Entamée à Melbourne par une victoire en simple au Gippsland Trophy, son seul titre en 2021, la saison d’Elise Mertens s’est terminée la nuit de mercredi à jeudi à Guadalaraja au Mexique par une défaite en finale du double dames du Masters féminin. Associée à la Taïwanaise Su-wei Hsieh, la Limbourgeoise a été battue (3-6, 4-6) par les Tchèques Barbora Krejcikova et Katerina Siniakova.

« Nous avons eu de bons résultats cette saison, notamment avec nos succès à Wimbledon et Indian Wells, analysait Elise Mertens. En fait, cette finale, c’est aussi un bon résultat. Nous n’avons pas remporté le titre, mais nous étions très fières d’être arrivées jusqu’ici. Nous avons grandi comme équipe avec Su-wei depuis le début de notre association cette année. Nos adversaires du jour se connaissent depuis plus longtemps. Leur duo fonctionne vraiment bien. Siniakova prend régulièrement le filet et Krejcikova reste derrière. Elles savent vraiment bien se positionner et tournent parfaitement. Est-ce que je vais poursuivre ma collaboration en 2022 avec Su-wei? On va voir. Nous profitons d’abord de ce dernier tournoi, de nos amis. Nous réfléchirons ensuite à l’année prochaine. »

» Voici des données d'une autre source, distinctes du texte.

use axum::extract::State;
use axum::Json;
use chrono::Utc;
use serde::Serialize;

use crate::context::AppContext;

#[derive(Debug, Serialize)]
pub struct HealthResponse {
    pub status: &'static str,
    pub version: &'static str,
    pub uptime_secs: i64,
    /// Generations currently running.
    pub inflight: usize,
}

/// GET /health
pub async fn health_check(State(ctx): State<AppContext>) -> Json<HealthResponse> {
    Json(HealthResponse {
        status: "ok",
        version: env!("CARGO_PKG_VERSION"),
        uptime_secs: (Utc::now() - ctx.started_at).num_seconds(),
        inflight: ctx.engine.registry().len(),
    })
}
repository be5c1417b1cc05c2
//! HTTP middleware.

pub mod request_id;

Avec un total de quatre titres (l’Open d’Australie avec Sabalenka et Istanbul avec Kudermetova en plus de Wimbledon et Indian Wells avec Su-wei Hsieh) décrochés en double cette saison et une quatrième place mondiale dans la discipline, Elise Mertens peut se montrer satisfaite. Mais à l’heure des bilans, il faut aussi et surtout s’intéresser aux prestations de la native de Louvain en simple. Vingtième mondiale en janvier lors de la reprise, notre compatriote sera un rang plus bas lundi prochain. Ce qui prouve que son année n’a été ni mauvaise, ni extraordinaire. Mais Elise n’est pas parvenue à passer le cap qu’elle espérait il y a un an, celui qui lui permettrait d’intégrer le top 15 voire le top 10 de la WTA. Pour y parvenir, elle connaissait pourtant la recette : « Je dois conserver ma régularité mais surtout réussir à battre des joueuses mieux classées que moi quand j’arrive dans les derniers tours des tournois. Je dois me montrer plus constante et battre plus souvent des filles du top. Dans les Grands Chelems et les grands tournois comme Indian Wells ou Miami, quand tu joues un quart de finale, par exemple, tu gagnes pas mal de points. Mais pour y parvenir, tu dois battre des joueuses du top 15. Et c’est là que je dois franchir une étape. »

Avec des éliminations aux troisièmes tours à Roland-Garros et Wimbledon et des sorties de piste en huitièmes à l’Australian Open et l’US Open, cet objectif n’a pas été atteint.

La double casquette, pas toujours une bonne idée…

Et la question qui revient régulièrement dans les discussions est de savoir si la droitière de 26 ans ne doit pas abandonner le double, pendant une saison par exemple, pour se concentrer uniquement sur le simple. Ce qui lui permettrait de s’économiser un peu, de profiter de plus grandes plages de repos et moins user son corps. Est-ce que ce choix serait suffisant pour que la Limbourgeoise claque une grande perf en Grand Chelem ou intègre un top 10 mondial qui se refuse à elle depuis le début de sa carrière? Difficile à dire car Elise, qui n’est pas la joueuse la plus douée du circuit mais certainement l’une des plus grandes travailleuses, ne tire-t-elle pas déjà le maximum de son potentiel? Seule une saison sans double pourrait le dire. Mais est-ce que notre compatriote a envie de quitter cette discipline? Plusieurs facteurs la pousseraient à ne pas effectuer ce choix.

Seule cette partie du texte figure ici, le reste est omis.